Nawaf al-Hamzi (August 9th, 1976 - September 11th, 2001) was a Saudi citizen and one of five hijackers of American Airlines Flight 77, which they crashed into the Pentagon as part of the September 11 attacks in the United States.
Hazmi and a longtime friend, Khalid al-Mihdhar, left their homes in Saudi Arabia in 1995 to fight for Muslims in the Bosnian War. Hazmi later traveled to Afghanistan to fight with the Taliban against the Afghan Northern Alliance. He returned to Saudi Arabia in early 1999.
Already long time affiliates of Al-Qaeda with extensive fighting experience, Hazmi and Mihdhar were chosen by Osama bin Laden for an ambitious terrorist plot to pilot commercial airlines into designated targets in the United States. Hazmi and Mihdhar both obtained US tourist visas in April 1999. Hazmi trained in an Al-Qaeda training camp in the fall of 1999. He traveled to Malaysia for the 2000 Al-Qaeda Summit.
Hazmi arrived in Los Angeles, California from Bangkok, Thailand, on January 15, 2000, with Khalid al-Mihdhar. The two settled in San Diego, staying at the Parkwood Apartments until May 2000. While in San Diego, they attended its mosque, led by Anwar Al-Awlaki. The two took flying lessons during that month in San Diego. Due to Hazmi and Mihdhar's poor English skills, they did not perform well during their flight lessons and their flight instructor regarded them as suspicious.
Mihdhar left Hazmi in California for Yemen in June 2000. Hazmi stayed in California until he met up with Hani Hanjour in December 2000, and they both traveled to Phoenix, Arizona. They later moved to Falls Church, Virginia in April 2001, where the rest of the hijackers began to join them. Hazmi met frequently with Mohamed Atta, the ringleader of the attacks, during the summer of 2001.
The CIA reportedly received Hazmi's name on a list of 19 persons suspected of planning an attack in the near future. Hazmi was one of the four names on the list who were known for certain. A search for Hazmi and other suspected terrorists commenced, but they were not located until after the attacks.

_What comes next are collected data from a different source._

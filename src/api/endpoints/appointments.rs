//! Appointment commands.
//!
//! - `POST /api/appointments/:id/cancel`
//! - `POST /api/appointments/:id/reschedule`
//!
//! Login is checked before the id is looked up.

use axum::extract::{Path, State};
use axum::{Extension, Json};

use crate::api::error::ApiError;
use crate::api::types::{ApiContext, NotificationResponse, SessionContext};
use crate::booking::{self, BookingError};
use crate::models::Appointment;

pub async fn cancel(
    State(ctx): State<ApiContext>,
    Extension(caller): Extension<SessionContext>,
    Path(appointment_id): Path<String>,
) -> Result<Json<NotificationResponse>, ApiError> {
    let appointment = find(&ctx, &caller, &appointment_id)?;
    let notification = booking::cancel(&caller.session, appointment)?;
    Ok(Json(notification.into()))
}

pub async fn reschedule(
    State(ctx): State<ApiContext>,
    Extension(caller): Extension<SessionContext>,
    Path(appointment_id): Path<String>,
) -> Result<Json<NotificationResponse>, ApiError> {
    let appointment = find(&ctx, &caller, &appointment_id)?;
    let notification = booking::reschedule(&caller.session, appointment)?;
    Ok(Json(notification.into()))
}

fn find<'a>(
    ctx: &'a ApiContext,
    caller: &SessionContext,
    appointment_id: &str,
) -> Result<&'a Appointment, ApiError> {
    if !caller.session.is_authenticated() {
        return Err(BookingError::LoginRequired.into());
    }
    ctx.core
        .catalog()
        .appointment(appointment_id)
        .ok_or_else(|| ApiError::NotFound("Appointment not found".into()))
}
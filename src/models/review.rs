use serde::{Deserialize, Serialize};

#[derive(Debug, Clone, Serialize, Deserialize)]
#[serde(rename_all = "camelCase")]
pub struct Review {
    pub id: String,
    pub patient_name: String,
    /// Star rating, 1 to 5.
    pub rating: u8,
    pub comment: String,
    pub date: String,
}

On September 10, 2001, Hazmi, along with Mihdhar and Hanjour checked into a hotel in Herndon, Virginia. The next morning, Hazmi and four other terrorists, boarded American Airlines Flight 77 at Dulles Airport and hijacked the plane so that Hani Hanjour could pilot and crash the plane into the Pentagon as part of the September 11 attacks. The crash killed all 64 passengers aboard the aircraft and 125 in the Pentagon. Hazmi was initially dismissed as a "muscle hijacker" following the attacks, but was later revealed to have played a larger role in the operational planning than previously believed. His younger brother, Salem al-Hazmi, was another of the hijackers aboard the same flight.
Nawaf al-Hazmi's 1988 blue Toyota Corolla was found on the next day in Dulles International Airport's hourly parking lot. Inside the vehicle, authorities found a letter written by Mohamed Atta, maps of Washington, D.C. and New York City, a cashier's check made out to a Phoenix flight school, four drawings of a Boeing 757 cockpit, a box cutter, and a page with notes and phone numbers.
In the recovery process at the Pentagon, remains of all five Flight 77 hijackers were identified through a process of elimination, as not matching any DNA samples for the victims, and put into custody of the FBI. Forensics teams confirmed that it seemed two of the hijackers were brothers, based on their DNA similarities.
Several weeks after the attacks, a Las Vegas Days Inn employee went to the FBI and stated that she recognized Hazmi's photographs from the media as being a man she had met at the hotel, who had asked for details on hotels near Los Angeles. She admitted that he never gave his name.